What the task asks
Return the lines below in which the string "kept" occurs.

Input material
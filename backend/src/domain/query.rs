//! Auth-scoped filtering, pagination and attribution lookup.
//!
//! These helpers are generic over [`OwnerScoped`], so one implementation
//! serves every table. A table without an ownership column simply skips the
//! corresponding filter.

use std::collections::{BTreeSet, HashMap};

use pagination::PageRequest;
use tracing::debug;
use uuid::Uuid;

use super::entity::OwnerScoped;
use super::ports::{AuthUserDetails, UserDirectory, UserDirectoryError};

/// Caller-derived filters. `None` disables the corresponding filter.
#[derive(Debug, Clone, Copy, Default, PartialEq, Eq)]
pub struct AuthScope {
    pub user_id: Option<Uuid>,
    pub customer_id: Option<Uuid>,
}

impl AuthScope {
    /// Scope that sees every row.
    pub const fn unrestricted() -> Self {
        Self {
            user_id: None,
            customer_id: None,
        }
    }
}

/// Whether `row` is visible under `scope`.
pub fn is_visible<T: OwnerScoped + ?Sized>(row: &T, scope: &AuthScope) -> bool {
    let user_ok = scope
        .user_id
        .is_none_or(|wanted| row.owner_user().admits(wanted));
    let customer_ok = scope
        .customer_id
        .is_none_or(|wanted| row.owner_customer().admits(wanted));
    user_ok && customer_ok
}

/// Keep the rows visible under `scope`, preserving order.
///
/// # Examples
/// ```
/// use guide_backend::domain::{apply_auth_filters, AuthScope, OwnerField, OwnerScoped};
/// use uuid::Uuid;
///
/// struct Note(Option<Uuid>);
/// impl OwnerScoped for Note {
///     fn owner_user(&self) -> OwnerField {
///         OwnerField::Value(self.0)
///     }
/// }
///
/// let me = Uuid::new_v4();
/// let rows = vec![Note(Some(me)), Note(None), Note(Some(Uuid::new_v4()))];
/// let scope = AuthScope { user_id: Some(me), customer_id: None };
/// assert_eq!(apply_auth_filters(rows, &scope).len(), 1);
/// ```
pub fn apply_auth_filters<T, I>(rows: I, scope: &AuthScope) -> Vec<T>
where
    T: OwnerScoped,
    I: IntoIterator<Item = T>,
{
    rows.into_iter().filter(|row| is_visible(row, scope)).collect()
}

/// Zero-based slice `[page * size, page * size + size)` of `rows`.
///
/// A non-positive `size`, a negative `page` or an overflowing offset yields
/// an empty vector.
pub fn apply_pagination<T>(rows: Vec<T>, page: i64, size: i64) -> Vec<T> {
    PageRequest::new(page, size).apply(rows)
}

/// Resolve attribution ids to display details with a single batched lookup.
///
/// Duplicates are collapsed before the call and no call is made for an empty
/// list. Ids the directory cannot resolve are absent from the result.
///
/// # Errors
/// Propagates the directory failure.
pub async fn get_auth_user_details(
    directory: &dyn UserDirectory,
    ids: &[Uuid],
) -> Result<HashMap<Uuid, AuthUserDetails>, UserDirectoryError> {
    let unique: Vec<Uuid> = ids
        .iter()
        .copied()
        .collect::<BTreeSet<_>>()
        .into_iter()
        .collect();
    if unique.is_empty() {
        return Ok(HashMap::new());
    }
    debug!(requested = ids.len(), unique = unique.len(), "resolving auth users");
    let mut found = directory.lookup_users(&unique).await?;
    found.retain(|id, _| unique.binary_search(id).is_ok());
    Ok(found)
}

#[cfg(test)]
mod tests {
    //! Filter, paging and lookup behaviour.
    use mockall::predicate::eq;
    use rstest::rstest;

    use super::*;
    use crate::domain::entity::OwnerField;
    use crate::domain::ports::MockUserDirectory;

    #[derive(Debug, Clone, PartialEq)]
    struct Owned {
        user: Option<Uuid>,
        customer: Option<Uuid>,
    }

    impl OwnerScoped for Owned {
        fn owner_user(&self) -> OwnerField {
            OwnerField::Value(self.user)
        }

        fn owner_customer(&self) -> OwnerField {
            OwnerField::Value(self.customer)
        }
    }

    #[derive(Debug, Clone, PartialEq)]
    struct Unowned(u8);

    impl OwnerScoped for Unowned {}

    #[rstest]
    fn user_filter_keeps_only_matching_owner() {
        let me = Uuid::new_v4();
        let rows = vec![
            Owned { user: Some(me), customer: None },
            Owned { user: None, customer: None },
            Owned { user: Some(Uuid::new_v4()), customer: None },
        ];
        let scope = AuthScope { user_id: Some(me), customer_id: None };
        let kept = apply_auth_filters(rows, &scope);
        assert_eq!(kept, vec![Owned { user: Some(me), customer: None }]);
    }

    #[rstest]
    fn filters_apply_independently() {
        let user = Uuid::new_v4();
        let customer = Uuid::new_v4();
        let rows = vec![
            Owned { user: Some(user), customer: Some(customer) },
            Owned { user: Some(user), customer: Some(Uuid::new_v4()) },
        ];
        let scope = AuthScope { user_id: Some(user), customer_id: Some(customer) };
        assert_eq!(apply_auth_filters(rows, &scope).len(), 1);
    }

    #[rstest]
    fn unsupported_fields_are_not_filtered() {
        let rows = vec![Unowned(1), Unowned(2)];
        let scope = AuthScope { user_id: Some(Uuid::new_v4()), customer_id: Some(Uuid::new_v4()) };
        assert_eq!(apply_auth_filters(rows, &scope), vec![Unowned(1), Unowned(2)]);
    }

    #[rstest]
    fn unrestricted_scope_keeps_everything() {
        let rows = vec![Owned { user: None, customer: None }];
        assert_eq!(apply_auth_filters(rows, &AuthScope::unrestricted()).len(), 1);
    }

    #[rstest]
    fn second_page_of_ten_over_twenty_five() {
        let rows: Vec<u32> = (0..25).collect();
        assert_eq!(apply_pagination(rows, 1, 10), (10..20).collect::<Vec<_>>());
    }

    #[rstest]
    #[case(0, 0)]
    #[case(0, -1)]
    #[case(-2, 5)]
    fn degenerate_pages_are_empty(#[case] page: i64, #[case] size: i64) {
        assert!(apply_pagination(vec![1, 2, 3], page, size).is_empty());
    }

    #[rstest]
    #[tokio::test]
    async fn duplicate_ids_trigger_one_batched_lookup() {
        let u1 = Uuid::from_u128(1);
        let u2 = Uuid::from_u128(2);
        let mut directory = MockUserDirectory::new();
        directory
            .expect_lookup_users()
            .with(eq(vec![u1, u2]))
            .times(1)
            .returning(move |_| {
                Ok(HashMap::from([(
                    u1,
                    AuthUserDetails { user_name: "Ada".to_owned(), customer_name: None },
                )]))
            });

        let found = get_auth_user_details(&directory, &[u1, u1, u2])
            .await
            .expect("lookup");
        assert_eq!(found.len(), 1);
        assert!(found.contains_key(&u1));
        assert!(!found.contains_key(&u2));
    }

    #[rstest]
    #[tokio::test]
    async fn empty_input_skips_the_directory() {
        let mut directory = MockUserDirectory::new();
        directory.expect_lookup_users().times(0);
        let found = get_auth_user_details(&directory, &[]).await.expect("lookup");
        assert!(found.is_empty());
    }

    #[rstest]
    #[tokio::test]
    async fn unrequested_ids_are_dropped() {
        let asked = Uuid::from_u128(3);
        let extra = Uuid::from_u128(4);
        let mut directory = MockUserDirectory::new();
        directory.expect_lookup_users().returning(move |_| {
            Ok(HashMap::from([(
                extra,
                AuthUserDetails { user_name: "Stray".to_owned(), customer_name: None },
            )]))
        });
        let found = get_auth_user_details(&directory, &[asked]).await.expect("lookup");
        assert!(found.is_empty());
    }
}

Answer below
        let kept = apply_auth_filters(rows, &scope);
        assert_eq!(kept, vec![Owned { user: Some(me), customer: None }]);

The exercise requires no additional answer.